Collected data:
______

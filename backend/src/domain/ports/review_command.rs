//! Driving port for the review lifecycle: submit, update, delete.

use async_trait::async_trait;
use chrono::Utc;
use uuid::Uuid;

use crate::domain::Error;
use crate::domain::rating::Rating;
use crate::domain::review::Review;
use crate::domain::user::UserId;

/// Request to submit a review for a book.
///
/// The caller identity is always explicit; handlers resolve it from the
/// session before building the request.
#[derive(Debug, Clone, PartialEq)]
pub struct SubmitReviewRequest {
    /// The reviewed book.
    pub book_id: Uuid,
    /// The authenticated caller.
    pub user_id: UserId,
    /// Submitted rating.
    pub rating: Rating,
    /// Optional free-text comment.
    pub comment: Option<String>,
}

/// Request to change an existing review.
#[derive(Debug, Clone, PartialEq)]
pub struct UpdateReviewRequest {
    /// The review to change.
    pub review_id: Uuid,
    /// The authenticated caller; must own the review.
    pub user_id: UserId,
    /// Replacement rating.
    pub rating: Rating,
    /// Replacement comment; `None` clears it.
    pub comment: Option<String>,
}

/// Request to soft-delete a review.
#[derive(Debug, Clone, PartialEq)]
pub struct DeleteReviewRequest {
    /// The review to soft-delete.
    pub review_id: Uuid,
    /// The authenticated caller; must own the review.
    pub user_id: UserId,
}

/// Domain use-case port for review mutations.
///
/// Every operation returns the affected review or a typed failure; the
/// paired book-aggregate update either persists with the review write or
/// not at all.
#[cfg_attr(test, mockall::automock)]
#[async_trait]
pub trait ReviewCommand: Send + Sync {
    /// Create or resurrect the caller's review for a book.
    async fn submit_review(&self, request: SubmitReviewRequest) -> Result<Review, Error>;

    /// Change the rating/comment of the caller's review.
    async fn update_review(&self, request: UpdateReviewRequest) -> Result<Review, Error>;

    /// Soft-delete the caller's review.
    async fn delete_review(&self, request: DeleteReviewRequest) -> Result<Review, Error>;
}

/// Fixture implementation for tests that do not exercise review flows.
#[derive(Debug, Default, Clone, Copy)]
pub struct FixtureReviewCommand;

fn canned_review(id: Uuid, book_id: Uuid, user_id: UserId, rating: Rating) -> Review {
    let now = Utc::now();
    Review {
        id,
        book_id,
        user_id,
        rating,
        comment: None,
        is_deleted: false,
        created_at: now,
        updated_at: now,
    }
}

#[async_trait]
impl ReviewCommand for FixtureReviewCommand {
    async fn submit_review(&self, request: SubmitReviewRequest) -> Result<Review, Error> {
        Ok(canned_review(
            Uuid::new_v4(),
            request.book_id,
            request.user_id,
            request.rating,
        ))
    }

    async fn update_review(&self, request: UpdateReviewRequest) -> Result<Review, Error> {
        Ok(canned_review(
            request.review_id,
            Uuid::new_v4(),
            request.user_id,
            request.rating,
        ))
    }

    async fn delete_review(&self, request: DeleteReviewRequest) -> Result<Review, Error> {
        let rating = Rating::new(3.0).map_err(|err| Error::internal(err.to_string()))?;
        let mut review = canned_review(
            request.review_id,
            Uuid::new_v4(),
            request.user_id,
            rating,
        );
        review.is_deleted = true;
        Ok(review)
    }
}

______

▶ _Exercise details_
The entries are to be retyped in full, with no alteration.

▶ _Answer section_
filename backend/src/domain/ports/review_command.rs
//! Driving port for the review lifecycle: submit, update, delete.

use async_trait::async_trait;
use chrono::Utc;
use uuid::Uuid;

use crate::domain::Error;
use crate::domain::rating::Rating;
use crate::domain::review::Review;
use crate::domain::user::UserId;

/// Request to submit a review for a book.
///
/// The caller identity is always explicit; handlers resolve it from the
/// session before building the request.
#[derive(Debug, Clone, PartialEq)]
pub struct SubmitReviewRequest {
    /// The reviewed book.
    pub book_id: Uuid,
    /// The authenticated caller.
    pub user_id: UserId,
    /// Submitted rating.
    pub rating: Rating,
    /// Optional free-text comment.
    pub comment: Option<String>,
}

/// Request to change an existing review.
#[derive(Debug, Clone, PartialEq)]
pub struct UpdateReviewRequest {
    /// The review to change.
    pub review_id: Uuid,
    /// The authenticated caller; must own the review.
    pub user_id: UserId,
    /// Replacement rating.
    pub rating: Rating,
    /// Replacement comment; `None` clears it.
    pub comment: Option<String>,
}

/// Request to soft-delete a review.
#[derive(Debug, Clone, PartialEq)]
pub struct DeleteReviewRequest {
    /// The review to soft-delete.
    pub review_id: Uuid,
    /// The authenticated caller; must own the review.
    pub user_id: UserId,
}

/// Domain use-case port for review mutations.
///
/// Every operation returns the affected review or a typed failure; the
/// paired book-aggregate update either persists with the review write or
/// not at all.
#[cfg_attr(test, mockall::automock)]
#[async_trait]
pub trait ReviewCommand: Send + Sync {
    /// Create or resurrect the caller's review for a book.
    async fn submit_review(&self, request: SubmitReviewRequest) -> Result<Review, Error>;

    /// Change the rating/comment of the caller's review.
    async fn update_review(&self, request: UpdateReviewRequest) -> Result<Review, Error>;

    /// Soft-delete the caller's review.
    async fn delete_review(&self, request: DeleteReviewRequest) -> Result<Review, Error>;
}

/// Fixture implementation for tests that do not exercise review flows.
#[derive(Debug, Default, Clone, Copy)]
pub struct FixtureReviewCommand;

fn canned_review(id: Uuid, book_id: Uuid, user_id: UserId, rating: Rating) -> Review {
    let now = Utc::now();
    Review {
        id,
        book_id,
        user_id,
        rating,
        comment: None,
        is_deleted: false,
        created_at: now,
        updated_at: now,
    }
}

#[async_trait]
impl ReviewCommand for FixtureReviewCommand {
    async fn submit_review(&self, request: SubmitReviewRequest) -> Result<Review, Error> {
        Ok(canned_review(
            Uuid::new_v4(),
            request.book_id,
            request.user_id,
            request.rating,
        ))
    }

    async fn update_review(&self, request: UpdateReviewRequest) -> Result<Review, Error> {
        Ok(canned_review(
            request.review_id,
            Uuid::new_v4(),
            request.user_id,
            request.rating,
        ))
    }

    async fn delete_review(&self, request: DeleteReviewRequest) -> Result<Review, Error> {
        let rating = Rating::new(3.0).map_err(|err| Error::internal(err.to_string()))?;
        let mut review = canned_review(
            request.review_id,
            Uuid::new_v4(),
            request.user_id,
            rating,
        );
        review.is_deleted = true;
        Ok(review)
    }
}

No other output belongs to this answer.